A ideia de o Federal Reserve (Fed, banco central americano) agir contra a desigualdade racial tem ganhando terreno desde os protestos “Black Lives Matter” em junho. Legisladores democratas apresentaram um projeto de lei sobre o assunto.

“Há uma tradição: o Fed está interessado no que acontece em termos de desigualdade”, disse Lydia Boussour, da Oxford Economics, à AFP para ilustrar o “impacto indireto da política monetária sobre as desigualdades”.

Juros mais baixos tornam o crédito mais barato, o que “estimula o investimento” e, portanto, a contratação, exemplifica. No Congresso americano, vários legisladores estão pedindo ao Fed que vá além.

Em projeto de lei apresentado no início de agosto, pediu-se o acréscimo de um terceiro mandato ao banco central: “justiça racial”.

Em outras palavras, propõem que o Fed ajude a reduzir as desigualdades raciais, além de suas duas missões atuais, que são estabilidade de preços e emprego.

“O Fed pode usar seus poderes para reverter as graves disparidades raciais em nossa economia”, resumiu a senadora democrata Elizabeth Warren.

“Nosso projeto vai exigir (isso)”, disse em um comunicado. “O racismo e as desigualdades sistêmicas não ocorrem sozinhos. Eles são o resultado de escolhas políticas específicas e o Fed deve tomar medidas voluntárias para remediá-los”, enfatizou.

Esta iniciativa ecoa outra que teve um sentido semelhante na história americana.

Foi Coretta Scott King, viúva do líder assassinado pela igualdade racial Martin Luther King, que na década de 1970 pediu que o banco central se concentrasse no pleno emprego e não apenas na inflação.
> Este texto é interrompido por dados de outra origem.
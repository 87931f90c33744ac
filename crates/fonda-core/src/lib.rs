//! # fonda-core: Pure Business Logic for Fonda POS
//!
//! This crate is the **heart** of the restaurant POS and inventory backend.
//! It contains all business rules as pure functions with zero I/O
//! dependencies.
//!
//! ## Architecture Position
//! ```text
//! ┌─────────────────────────────────────────────────────────────────────────┐
//! │                      Fonda POS Architecture                             │
//! │                                                                         │
//! │  ┌─────────────────────────────────────────────────────────────────┐   │
//! │  │          Boundary layer (HTTP routing, auth) — out of scope     │   │
//! │  └─────────────────────────────┬───────────────────────────────────┘   │
//! │                                │                                        │
//! │  ┌─────────────────────────────▼───────────────────────────────────┐   │
//! │  │                    fonda-db (services + repositories)           │   │
//! │  │    transactional orchestration, SQLite persistence              │   │
//! │  └─────────────────────────────┬───────────────────────────────────┘   │
//! │                                │                                        │
//! │  ┌─────────────────────────────▼───────────────────────────────────┐   │
//! │  │               ★ fonda-core (THIS CRATE) ★                       │   │
//! │  │                                                                 │   │
//! │  │   ┌───────────┐  ┌───────────┐  ┌────────────┐  ┌───────────┐  │   │
//! │  │   │   types   │  │  costing  │  │ order_flow │  │ validation│  │   │
//! │  │   │  Product  │  │ weighted  │  │ transition │  │   rules   │  │   │
//! │  │   │  Movement │  │  average  │  │   table    │  │   checks  │  │   │
//! │  │   │  Order …  │  │ rounding  │  │ role gates │  │           │  │   │
//! │  │   └───────────┘  └───────────┘  └────────────┘  └───────────┘  │   │
//! │  │                                                                 │   │
//! │  │   NO I/O • NO DATABASE • NO NETWORK • PURE FUNCTIONS            │   │
//! │  └─────────────────────────────────────────────────────────────────┘   │
//! └─────────────────────────────────────────────────────────────────────────┘
//! ```
//!
//! ## Modules
//!
//! - [`types`] - Domain types (Product, Movement, Dish, Order, CashSession…)
//! - [`costing`] - Weighted-average cost math, 6-decimal ledger precision
//! - [`order_flow`] - Order state machine and role narrowing
//! - [`error`] - Domain error taxonomy
//! - [`validation`] - Business rule validation
//!
//! ## Design Principles
//!
//! 1. **Pure Functions**: every function is deterministic
//! 2. **No I/O**: database, network, file system access is FORBIDDEN here
//! 3. **Fixed Precision**: persisted quantities/costs round to 6 decimals
//! 4. **Explicit Errors**: all errors are typed, never strings or panics
//!
//! ## Example Usage
//!
//! ```rust
//! use fonda_core::costing::{round_qty, weighted_average};
//!
//! // 10 units at 2.0 on hand; purchase 10 more at 4.0
//! let avg = round_qty(weighted_average(10.0, 2.0, 10.0, 4.0));
//! assert_eq!(avg, 3.0);
//! ```

// =============================================================================
// Module Declarations
// =============================================================================

pub mod costing;
pub mod error;
pub mod order_flow;
pub mod types;
pub mod validation;

// =============================================================================
// Re-exports for Convenience
// =============================================================================
// These allow users to do `use fonda_core::Product` instead of
// `use fonda_core::types::Product`.

pub use error::{CoreError, CoreResult, ValidationError};
pub use types::*;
Hoje, 57 anos após o famoso discurso “Eu tenho um sonho” em Washington, a maior economia do mundo enfrenta uma severa recessão provocada pela pandemia do novo coronavírus, atingindo mais duramente os trabalhadores negros e suas famílias.

– “Dividir o bolo” –

“A crise da COVID-19 e seus impactos econômicos afetam desproporcionalmente as comunidades negras, (…) o Federal Reserve deve fazer tudo o que puder para garantir que a reativação seja compartilhada de forma justa”, disse a legisladora Maxine Waters, também promotora do projeto de lei.

O Fed “poderia ter a tarefa de dividir o bolo e garantir que todos sejam tratados da mesma forma”, resumiu William Rodgers, professor da Universidade Rutgers, em uma coluna postada no site The Conversation.

Essa lei “transferiria parte da responsabilidade” do Congresso para o Fed, explicou. “Como os políticos do país falharam até agora (…), não pode ser ruim”, argumentou.

– A posição do Fed –

Antes da introdução do projeto de lei, o presidente do Fed, Jerome Powell, abordou as desigualdades raciais após a reunião de política monetária de 29 de julho.

“Todas as economias se deparam com problemas persistentes. E um dos nossos é a diferença na taxa de desemprego de negros e brancos ser geralmente duas vezes maior (em desemprego) para negros”, disse.

No entanto, resolver um problema que remonta às origens do país ultrapassa o Fed. “Não temos realmente ferramentas’, disse Powell, para quem gastos públicos, educação ou políticas de saúde são instrumentos “muito melhores’ para agir sobre o problema.

Para Raphael Bostic, presidente do Fed de Atlanta e único líder negro da instituição, o banco central tem um “papel importante” a desempenhar: ajudar a economia a recuperar boa saúde e sustentar o emprego para o benefício de todos.

O projeto tem poucas chances de ser aprovado. A taxa de desemprego para trabalhadores negros estabilizou em 14,6% em julho e para brancos caiu para 9,2%, asiáticos 12% e hispânicos 12,9%, segundo dados oficiais.